• HOW TO COMPLETE THIS TASK: For each line below that contains the word "position", make a copy.

Stored data entries
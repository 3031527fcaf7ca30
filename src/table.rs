use std::borrow::Cow;
use std::fmt::Write as _;

#[derive(Debug, Clone, Copy, PartialEq, Eq)]
pub enum Align {
    Left,
    Right,
}

/// Renders `rows` as whitespace-aligned columns under `headers`.
///
/// `alignments` applies per column; columns without an entry align left.
pub fn render_table(headers: &[String], rows: &[Vec<String>], alignments: &[Align]) -> String {
    let column_count = headers.len();
    let mut widths = headers.iter().map(|h| display_width(h)).collect::<Vec<_>>();

    for row in rows {
        for (idx, cell) in row.iter().enumerate().take(column_count) {
            widths[idx] = widths[idx].max(display_width(cell));
        }
    }

    let mut output = String::new();
    let _ = writeln!(output, "{}", format_row(headers, &widths, alignments));

    let separator_cells = widths.iter().map(|w| "-".repeat(*w)).collect::<Vec<_>>();
    let _ = writeln!(output, "{}", format_row(&separator_cells, &widths, &[]));

    for row in rows {
        let _ = writeln!(output, "{}", format_row(row, &widths, alignments));
    }

    output
}

fn format_row(values: &[String], widths: &[usize], alignments: &[Align]) -> String {
    let mut cells = Vec::with_capacity(values.len());
    for (idx, value) in values.iter().enumerate().take(widths.len()) {
        let sanitized = sanitize_cell(value);
        let padding = widths[idx].saturating_sub(display_width(sanitized.as_ref()));
        let cell = match alignments.get(idx).copied().unwrap_or(Align::Left) {
            Align::Left => format!("{sanitized}{}", " ".repeat(padding)),
            Align::Right => format!("{}{sanitized}", " ".repeat(padding)),
        };
        cells.push(cell);
    }
    let mut line = cells.join("  ");
    while line.ends_with(' ') {
        line.pop();
    }
    line
}

fn display_width(value: &str) -> usize {
    value.chars().count()
}

fn sanitize_cell(value: &str) -> Cow<'_, str> {
    if value.contains(['\n', '\r', '\t']) {
        Cow::Owned(value.replace(['\n', '\r', '\t'], " "))
    } else {
        Cow::Borrowed(value)
    }
}

#[cfg(test)]
mod tests {
    use super::*;

    fn strings(values: &[&str]) -> Vec<String> {
        values.iter().map(|v| v.to_string()).collect()
    }

    #[test]
    fn render_table_aligns_columns() {
        let headers = strings(&["column", "type", "count"]);
        let rows = vec![
            strings(&["id", "Integer", "12"]),
            strings(&["", "Null", "3"]),
        ];
        let rendered = render_table(&headers, &rows, &[Align::Left, Align::Left, Align::Right]);
        let lines = rendered.lines().collect::<Vec<_>>();
        assert_eq!(
            lines,
            vec![
                "column  type     count",
                "------  -------  -----",
                "id      Integer     12",
                "        Null         3",
            ]
        );
    }

    #[test]
    fn control_characters_become_spaces() {
        let headers = strings(&["note"]);
        let rows = vec![strings(&["line1\nline2\tvalue"])];
        let rendered = render_table(&headers, &rows, &[]);
        assert_eq!(rendered.lines().nth(2), Some("line1 line2 value"));
    }
}
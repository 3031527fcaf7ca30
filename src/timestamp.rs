//! Ordered timestamp layouts tried by the type guesser.
//!
//! The table mirrors the classic reference layouts (ANSIC, RFC822, RFC3339,
//! Kitchen, ...) expressed as `chrono` strftime patterns. Order matters: the
//! first layout that parses a value names the value's format.
//!
//! Layout notes:
//!
//! - Each space in a layout matches one or more spaces in the value; no other
//!   whitespace is accepted.
//! - Every layout with seconds accepts an optional `.digits` fraction right
//!   after them, so the fixed-fraction Stamp variants and RFC3339Nano are
//!   shadowed by the layouts listed before them.
//! - Layouts without a zone are interpreted as UTC.
//! - Layouts carrying a zone abbreviation (`MST`) accept any well-formed
//!   abbreviation and interpret it as offset zero.
//! - Numeric offsets are `-0700`, or `Z`/`-07:00` for RFC3339.
//! - Layouts without a calendar date (Kitchen, Stamp*) resolve to year 0.
//!   Kitchen additionally resolves to January 1 and needs an upper-case
//!   `AM`/`PM`.

use std::borrow::Cow;

use chrono::format::{self, Parsed, StrftimeItems};
use chrono::{DateTime, FixedOffset};

/// Where a layout gets its UTC offset from.
#[derive(Debug, Clone, Copy, PartialEq, Eq)]
pub enum Zone {
    /// No zone in the input; read as UTC.
    Utc,
    /// A zone abbreviation such as `MST`; read as offset zero.
    Abbreviation,
    /// A numeric offset such as `-0700`.
    Offset,
    /// `Z` or a numeric offset with a colon such as `+07:00`.
    OffsetOrZulu,
}

/// Which calendar fields a layout leaves out.
#[derive(Debug, Clone, Copy, PartialEq, Eq)]
pub enum Calendar {
    Full,
    NoYear,
    TimeOnly,
}

#[derive(Debug, Clone, Copy)]
pub struct TimestampFormat {
    pub name: &'static str,
    pub pattern: &'static str,
    pub zone: Zone,
    pub calendar: Calendar,
}

const fn layout(
    name: &'static str,
    pattern: &'static str,
    zone: Zone,
    calendar: Calendar,
) -> TimestampFormat {
    TimestampFormat {
        name,
        pattern,
        zone,
        calendar,
    }
}

const RFC3339: &str = "%Y-%m-%dT%H:%M:%S%.f%:z";

pub const TIMESTAMP_FORMATS: &[TimestampFormat] = &[
    layout("ANSIC", "%a %b %e %H:%M:%S%.f %Y", Zone::Utc, Calendar::Full),
    layout("UnixDate", "%a %b %e %H:%M:%S%.f %Z %Y", Zone::Abbreviation, Calendar::Full),
    layout("RubyDate", "%a %b %d %H:%M:%S%.f %z %Y", Zone::Offset, Calendar::Full),
    layout("RFC822", "%d %b %y %H:%M %Z", Zone::Abbreviation, Calendar::Full),
    layout("RFC822Z", "%d %b %y %H:%M %z", Zone::Offset, Calendar::Full),
    layout("RFC850", "%A, %d-%b-%y %H:%M:%S%.f %Z", Zone::Abbreviation, Calendar::Full),
    layout("RFC1123", "%a, %d %b %Y %H:%M:%S%.f %Z", Zone::Abbreviation, Calendar::Full),
    layout("RFC1123Z", "%a, %d %b %Y %H:%M:%S%.f %z", Zone::Offset, Calendar::Full),
    layout("RFC3339", RFC3339, Zone::OffsetOrZulu, Calendar::Full),
    layout("RFC3339Nano", RFC3339, Zone::OffsetOrZulu, Calendar::Full),
    layout("Kitchen", "%I:%M%p", Zone::Utc, Calendar::TimeOnly),
    layout("Stamp", "%b %e %H:%M:%S%.f", Zone::Utc, Calendar::NoYear),
    layout("StampMilli", "%b %e %H:%M:%S.%3f", Zone::Utc, Calendar::NoYear),
    layout("StampMicro", "%b %e %H:%M:%S.%6f", Zone::Utc, Calendar::NoYear),
    layout("StampNano", "%b %e %H:%M:%S.%9f", Zone::Utc, Calendar::NoYear),
    layout("DateTimeMicro", "%Y-%m-%d %H:%M:%S.%6f", Zone::Utc, Calendar::Full),
];

impl TimestampFormat {
    /// Parses `value` with this layout, returning `None` when it does not match.
    pub fn parse(&self, value: &str) -> Option<DateTime<FixedOffset>> {
        let normalized = self.normalize_spaces(value)?;
        if self.pattern.contains("%p")
            && !(normalized.ends_with("AM") || normalized.ends_with("PM"))
        {
            return None;
        }

        let input = match self.zone {
            Zone::Utc => Cow::Borrowed(normalized.as_str()),
            Zone::Abbreviation => {
                self.zone_field(&normalized, "%Z", is_zone_abbreviation)?;
                Cow::Borrowed(normalized.as_str())
            }
            Zone::Offset => {
                self.zone_field(&normalized, "%z", is_numeric_offset)?;
                Cow::Borrowed(normalized.as_str())
            }
            Zone::OffsetOrZulu => rfc3339_zone(&normalized)?,
        };

        let mut parsed = Parsed::new();
        format::parse(&mut parsed, &input, StrftimeItems::new(self.pattern)).ok()?;
        match self.calendar {
            Calendar::Full => {}
            Calendar::NoYear => parsed.set_year(0).ok()?,
            Calendar::TimeOnly => {
                parsed.set_year(0).ok()?;
                parsed.set_month(1).ok()?;
                parsed.set_day(1).ok()?;
            }
        }

        match self.zone {
            Zone::Offset | Zone::OffsetOrZulu => parsed.to_datetime().ok(),
            Zone::Utc | Zone::Abbreviation => parsed
                .to_naive_datetime_with_offset(0)
                .ok()
                .map(|naive| naive.and_utc().fixed_offset()),
        }
    }

    /// Collapses runs of spaces to one, provided the value has exactly as
    /// many space-separated fields as the layout and no other whitespace.
    fn normalize_spaces(&self, value: &str) -> Option<String> {
        if value.starts_with(' ')
            || value.ends_with(' ')
            || value.chars().any(|c| c.is_whitespace() && c != ' ')
        {
            return None;
        }
        let fields = value
            .split(' ')
            .filter(|field| !field.is_empty())
            .collect::<Vec<_>>();
        (fields.len() == self.pattern.split(' ').count()).then(|| fields.join(" "))
    }

    fn zone_field(&self, input: &str, specifier: &str, accepts: fn(&str) -> bool) -> Option<()> {
        let position = self.pattern.split(' ').position(|field| field == specifier)?;
        input.split(' ').nth(position).filter(|field| accepts(field))?;
        Some(())
    }
}

/// Rewrites a trailing `Z` to `+00:00`; otherwise requires a `+hh:mm` suffix.
fn rfc3339_zone(input: &str) -> Option<Cow<'_, str>> {
    if let Some(rest) = input.strip_suffix('Z') {
        return Some(Cow::Owned(format!("{rest}+00:00")));
    }
    let zone = input.get(input.len().checked_sub(6)?..)?;
    let bytes = zone.as_bytes();
    let well_formed = matches!(bytes[0], b'+' | b'-')
        && bytes[3] == b':'
        && [1, 2, 4, 5].iter().all(|&idx| bytes[idx].is_ascii_digit());
    well_formed.then_some(Cow::Borrowed(input))
}

/// `+hhmm` or `-hhmm`.
pub fn is_numeric_offset(token: &str) -> bool {
    token.len() == 5
        && token.starts_with(['+', '-'])
        && token[1..].bytes().all(|b| b.is_ascii_digit())
}

/// Returns the first layout that parses `value`, with the parsed instant.
pub fn parse_timestamp(value: &str) -> Option<(DateTime<FixedOffset>, &'static TimestampFormat)> {
    TIMESTAMP_FORMATS
        .iter()
        .find_map(|format| format.parse(value).map(|instant| (instant, format)))
}

/// Accepts the zone abbreviation shapes a timestamp layout's `MST` slot allows:
/// three upper-case letters, four or five ending in `T`, `WITA`, `ChST`,
/// `MeST`, `GMT` with an optional hour offset, or a bare `+hh`/`-hh`.
pub fn is_zone_abbreviation(token: &str) -> bool {
    if matches!(token, "ChST" | "MeST" | "WITA") {
        return true;
    }
    if let Some(rest) = token.strip_prefix("GMT") {
        return rest.is_empty() || is_hour_offset(rest);
    }
    if token.starts_with(['+', '-']) {
        return is_hour_offset(token);
    }
    if !token.bytes().all(|b| b.is_ascii_uppercase()) {
        return false;
    }
    match token.len() {
        3 => true,
        4 | 5 => token.ends_with('T'),
        _ => false,
    }
}

fn is_hour_offset(value: &str) -> bool {
    let Some(digits) = value.strip_prefix(['+', '-']) else {
        return false;
    };
    (1..=2).contains(&digits.len())
        && digits.bytes().all(|b| b.is_ascii_digit())
        && digits.parse::<u8>().is_ok_and(|hours| hours <= 23)
}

• RESPONSE:
        let position = self.pattern.split(' ').position(|field| field == specifier)?;
        input.split(' ').nth(position).filter(|field| accepts(field))?;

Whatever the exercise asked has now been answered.